Secondo la bozza del decreto liberalizzazioni del Governo Monti approvata dal Consiglio dei ministri, i giovani al di sotto dei 35 anni con velleità imprenditoriali potranno mettere in piedi una società con un capitale di un solo euro. Concretamente cosa vuol dire? Che facilitazioni e opportunità offre l ‘articolo 3 del decreto agli under 35? Per fare chiarezza ci siamo rivolti ad  Andrea Arrigo Panato, commercialista e docente attivo in Rete con articoli di approfondimento in materia fiscale e societaria.

I vantaggi:
Denominato Srl semplificata, il nuovo tipo di società non richiede l’intervento del notaio, è sufficiente rivolgersi al registro delle imprese della Camera di Commercio, è esente da diritti di bollo e di segreteria e non si è più vincolati da un capitale minimo di 10mila euro, basta un simbolico euro.
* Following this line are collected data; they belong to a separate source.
// src/config/validate.rs

use anyhow::{anyhow, Result};

use crate::config::model::Settings;

/// Run basic semantic validation against resolved settings.
///
/// This checks:
/// - the java launcher and agent host are non-empty
/// - the dump settle poll interval is non-zero and not longer than the
///   settle timeout
///
/// It does **not** check that the configured paths exist: the daemon may be
/// started before the instrumented target is built, and the external tool
/// reports missing inputs on its own.
pub fn validate_settings(settings: &Settings) -> Result<()> {
    if settings.java.trim().is_empty() {
        return Err(anyhow!("[tool].java must not be empty"));
    }

    if settings.agent_host.trim().is_empty() {
        return Err(anyhow!("[agent].host must not be empty"));
    }

    if settings.dump_settle_poll.is_zero() {
        return Err(anyhow!("[dump].settle_poll_ms must be >= 1"));
    }

    if settings.dump_settle_poll > settings.dump_settle_timeout {
        return Err(anyhow!(
            "[dump].settle_poll_ms must not exceed [dump].settle_timeout_secs"
        ));
    }

    if settings.store_path.as_os_str().is_empty() {
        return Err(anyhow!("[store].path must not be empty"));
    }

    if settings.output_dir.as_os_str().is_empty() {
        return Err(anyhow!("[output].dir must not be empty"));
    }

    Ok(())
}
Al momento, prima dell’approvazione del decreto, si devono in realtà versare solo 2.500 euro in prima battuta e, ricorda Panato, si tratta di soldi che l’imprenditore può subito spendere. Con una Srl ci si mette al riparo da eventuali scivoloni, in quanto si risponde a – per esempio – ai mancati pagamenti con il patrimonio investito e non con quello personale.

Gli svantaggi:
Una Srl richiede, a differenza della partita Iva (di questo parleremo dopo), il deposito di un bilancio al registro delle imprese ogni anno, con tutte le spese di gestione annesse e connesse. Venture capitalist e università, inoltre, non possono agire come socio interno in queste realtà, come spesso accade per le start up odierne, in quanto il tutto è legato alla giovane età di chi fonda la società. Secondo Panato, le banche stesse saranno meno incentivate a concedere un credito a imprenditori che non hanno un capitale depositato. Di fatto l’agevolazione non risolve quindi il problema principale: quello del sostegno economico per far partire l’attività, che gli istituti di credito sono appunto restii a concedere a chi non dà garanzie. Quando il fondatore o i co-fondatori spengono le fatidiche 35 candeline, inoltre, la costosa gitarella dal notaio (2mila euro circa) diventa necessaria.

Come procedere:
Con il supporto di un commercialista, di un avvocato o di chi mastica la materia, bisogna redigere una scrittura privata e recarsi al registro delle imprese. L’atto costitutivo deve contenere nomi e indicazioni anagrafiche dei soci, denominazione sociale, ammontare del capitale, attività che costituisce l’oggetto sociale, quota di partecipazione di ciascun socio, norme relative al funzionamento della società, persone a cui è affidata l’amministrazione e luogo e data di sottoscrizione.

L’alternativa:
L’alternativa per i giovani imprenditori è quella di affidarsi alla partita Iva: con il regime dei minimi, meno di 30mila euro all’anno, si paga solo il 5% di imposta sull’utile. L’unica garanzia in più che la Srl offre è la sopracitata protezione da una eventuale debacle.